§ **What needs to be done**: Here is a block of entries. Write out its lines exactly, from the first through the one containing "let char_width = match".

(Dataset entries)
--- START ---

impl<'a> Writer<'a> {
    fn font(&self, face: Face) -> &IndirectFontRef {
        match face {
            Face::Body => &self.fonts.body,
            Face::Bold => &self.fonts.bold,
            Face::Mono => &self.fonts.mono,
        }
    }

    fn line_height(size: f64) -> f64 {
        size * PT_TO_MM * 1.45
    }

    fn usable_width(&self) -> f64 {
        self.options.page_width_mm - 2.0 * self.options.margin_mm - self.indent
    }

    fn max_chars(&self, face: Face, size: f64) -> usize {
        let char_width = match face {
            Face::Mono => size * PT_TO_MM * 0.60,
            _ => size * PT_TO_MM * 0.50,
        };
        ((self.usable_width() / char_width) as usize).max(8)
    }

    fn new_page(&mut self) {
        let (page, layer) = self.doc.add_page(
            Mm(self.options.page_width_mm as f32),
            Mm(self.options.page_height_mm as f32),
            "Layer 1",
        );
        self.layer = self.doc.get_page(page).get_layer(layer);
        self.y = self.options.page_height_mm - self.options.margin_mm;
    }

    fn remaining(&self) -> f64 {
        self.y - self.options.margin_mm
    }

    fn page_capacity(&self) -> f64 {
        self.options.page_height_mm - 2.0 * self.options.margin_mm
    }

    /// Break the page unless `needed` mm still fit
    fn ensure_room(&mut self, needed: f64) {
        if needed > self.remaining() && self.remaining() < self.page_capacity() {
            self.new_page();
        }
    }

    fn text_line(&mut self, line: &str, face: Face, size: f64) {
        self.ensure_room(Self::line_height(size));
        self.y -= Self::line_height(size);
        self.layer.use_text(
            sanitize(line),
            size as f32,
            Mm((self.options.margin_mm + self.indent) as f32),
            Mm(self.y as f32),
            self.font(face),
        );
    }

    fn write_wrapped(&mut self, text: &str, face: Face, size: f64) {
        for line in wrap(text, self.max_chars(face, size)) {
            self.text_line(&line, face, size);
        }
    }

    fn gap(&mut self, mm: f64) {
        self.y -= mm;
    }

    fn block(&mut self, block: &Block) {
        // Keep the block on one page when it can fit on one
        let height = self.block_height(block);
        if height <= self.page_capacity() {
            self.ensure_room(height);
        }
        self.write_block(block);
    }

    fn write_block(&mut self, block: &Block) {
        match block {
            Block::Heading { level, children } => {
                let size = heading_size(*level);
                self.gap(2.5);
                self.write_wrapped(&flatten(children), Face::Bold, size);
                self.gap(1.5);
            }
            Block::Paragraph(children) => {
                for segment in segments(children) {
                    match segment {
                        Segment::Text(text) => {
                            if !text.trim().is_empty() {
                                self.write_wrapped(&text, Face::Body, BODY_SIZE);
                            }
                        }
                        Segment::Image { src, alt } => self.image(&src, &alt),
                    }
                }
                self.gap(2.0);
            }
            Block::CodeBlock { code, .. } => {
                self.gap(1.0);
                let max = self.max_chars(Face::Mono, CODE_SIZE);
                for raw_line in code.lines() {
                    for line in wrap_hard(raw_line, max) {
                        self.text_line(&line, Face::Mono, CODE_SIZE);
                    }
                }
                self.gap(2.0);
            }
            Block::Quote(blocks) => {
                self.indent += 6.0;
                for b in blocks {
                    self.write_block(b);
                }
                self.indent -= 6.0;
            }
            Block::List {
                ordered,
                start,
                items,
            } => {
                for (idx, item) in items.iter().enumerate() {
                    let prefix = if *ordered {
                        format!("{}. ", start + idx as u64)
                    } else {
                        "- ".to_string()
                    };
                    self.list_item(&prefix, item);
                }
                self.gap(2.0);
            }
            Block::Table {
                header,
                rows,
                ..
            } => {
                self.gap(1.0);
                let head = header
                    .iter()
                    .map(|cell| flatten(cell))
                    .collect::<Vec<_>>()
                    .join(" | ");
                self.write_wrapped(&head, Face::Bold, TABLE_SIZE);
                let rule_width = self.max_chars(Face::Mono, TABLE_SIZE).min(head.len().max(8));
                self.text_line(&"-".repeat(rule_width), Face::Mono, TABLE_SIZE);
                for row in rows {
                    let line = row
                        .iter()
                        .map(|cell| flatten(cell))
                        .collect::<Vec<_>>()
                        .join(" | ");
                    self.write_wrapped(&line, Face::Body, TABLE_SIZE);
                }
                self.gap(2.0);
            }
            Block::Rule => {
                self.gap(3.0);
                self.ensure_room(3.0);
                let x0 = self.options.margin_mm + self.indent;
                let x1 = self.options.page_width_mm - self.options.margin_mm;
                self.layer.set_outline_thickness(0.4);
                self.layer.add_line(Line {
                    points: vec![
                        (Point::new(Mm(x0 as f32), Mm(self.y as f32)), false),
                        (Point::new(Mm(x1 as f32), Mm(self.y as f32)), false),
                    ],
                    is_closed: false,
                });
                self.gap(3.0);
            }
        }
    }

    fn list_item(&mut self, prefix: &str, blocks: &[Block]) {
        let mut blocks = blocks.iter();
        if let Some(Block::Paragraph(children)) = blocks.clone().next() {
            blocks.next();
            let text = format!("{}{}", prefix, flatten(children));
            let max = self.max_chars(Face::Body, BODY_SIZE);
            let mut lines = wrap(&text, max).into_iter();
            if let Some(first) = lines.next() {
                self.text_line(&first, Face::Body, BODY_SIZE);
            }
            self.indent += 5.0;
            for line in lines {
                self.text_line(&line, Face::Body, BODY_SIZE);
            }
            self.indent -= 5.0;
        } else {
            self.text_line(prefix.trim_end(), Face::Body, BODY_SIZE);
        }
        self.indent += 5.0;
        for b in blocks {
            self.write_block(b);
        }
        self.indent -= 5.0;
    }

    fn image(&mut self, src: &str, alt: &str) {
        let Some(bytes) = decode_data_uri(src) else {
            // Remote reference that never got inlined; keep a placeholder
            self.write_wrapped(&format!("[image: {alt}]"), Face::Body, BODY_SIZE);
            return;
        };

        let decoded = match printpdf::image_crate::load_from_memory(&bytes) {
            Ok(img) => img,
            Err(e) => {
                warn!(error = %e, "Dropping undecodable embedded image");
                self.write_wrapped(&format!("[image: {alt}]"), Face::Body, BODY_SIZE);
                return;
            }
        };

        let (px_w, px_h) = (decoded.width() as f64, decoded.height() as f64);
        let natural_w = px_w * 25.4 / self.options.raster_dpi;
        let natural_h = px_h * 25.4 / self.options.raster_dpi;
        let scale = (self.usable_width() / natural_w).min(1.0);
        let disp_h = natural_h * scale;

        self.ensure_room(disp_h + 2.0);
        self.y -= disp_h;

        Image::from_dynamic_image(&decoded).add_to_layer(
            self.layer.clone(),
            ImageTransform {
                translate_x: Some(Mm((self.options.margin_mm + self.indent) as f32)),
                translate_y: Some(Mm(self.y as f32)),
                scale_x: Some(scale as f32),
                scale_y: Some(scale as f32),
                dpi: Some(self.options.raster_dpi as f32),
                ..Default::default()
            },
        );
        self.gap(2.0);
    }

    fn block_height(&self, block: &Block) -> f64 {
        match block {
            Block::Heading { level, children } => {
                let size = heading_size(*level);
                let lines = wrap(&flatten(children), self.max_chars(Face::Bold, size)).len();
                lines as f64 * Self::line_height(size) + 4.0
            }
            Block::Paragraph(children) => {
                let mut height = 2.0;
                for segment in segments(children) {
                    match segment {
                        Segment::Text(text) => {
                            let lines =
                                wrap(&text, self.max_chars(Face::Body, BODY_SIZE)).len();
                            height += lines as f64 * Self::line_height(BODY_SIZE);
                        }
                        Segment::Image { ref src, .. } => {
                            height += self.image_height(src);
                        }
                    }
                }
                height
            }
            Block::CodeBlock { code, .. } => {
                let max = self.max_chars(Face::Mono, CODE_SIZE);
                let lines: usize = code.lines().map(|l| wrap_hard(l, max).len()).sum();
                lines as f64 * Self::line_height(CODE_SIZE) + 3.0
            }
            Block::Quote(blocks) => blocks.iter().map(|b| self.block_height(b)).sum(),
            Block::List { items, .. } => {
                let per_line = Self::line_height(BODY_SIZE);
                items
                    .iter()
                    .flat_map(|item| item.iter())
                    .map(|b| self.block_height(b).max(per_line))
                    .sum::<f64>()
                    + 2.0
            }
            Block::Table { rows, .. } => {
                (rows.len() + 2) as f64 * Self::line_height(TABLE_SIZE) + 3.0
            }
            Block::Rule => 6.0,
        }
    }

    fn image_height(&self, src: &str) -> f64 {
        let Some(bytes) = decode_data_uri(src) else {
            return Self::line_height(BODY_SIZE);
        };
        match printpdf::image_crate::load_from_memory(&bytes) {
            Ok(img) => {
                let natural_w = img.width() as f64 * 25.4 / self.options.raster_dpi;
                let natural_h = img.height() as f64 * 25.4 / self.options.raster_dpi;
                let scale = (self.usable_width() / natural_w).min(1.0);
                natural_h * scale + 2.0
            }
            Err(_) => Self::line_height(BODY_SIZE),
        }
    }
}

--- END ---

§ **Answer below**:
impl<'a> Writer<'a> {
    fn font(&self, face: Face) -> &IndirectFontRef {
        match face {
            Face::Body => &self.fonts.body,
            Face::Bold => &self.fonts.bold,
            Face::Mono => &self.fonts.mono,
        }
    }

    fn line_height(size: f64) -> f64 {
        size * PT_TO_MM * 1.45
    }

    fn usable_width(&self) -> f64 {
        self.options.page_width_mm - 2.0 * self.options.margin_mm - self.indent
    }

    fn max_chars(&self, face: Face, size: f64) -> usize {
        let char_width = match face {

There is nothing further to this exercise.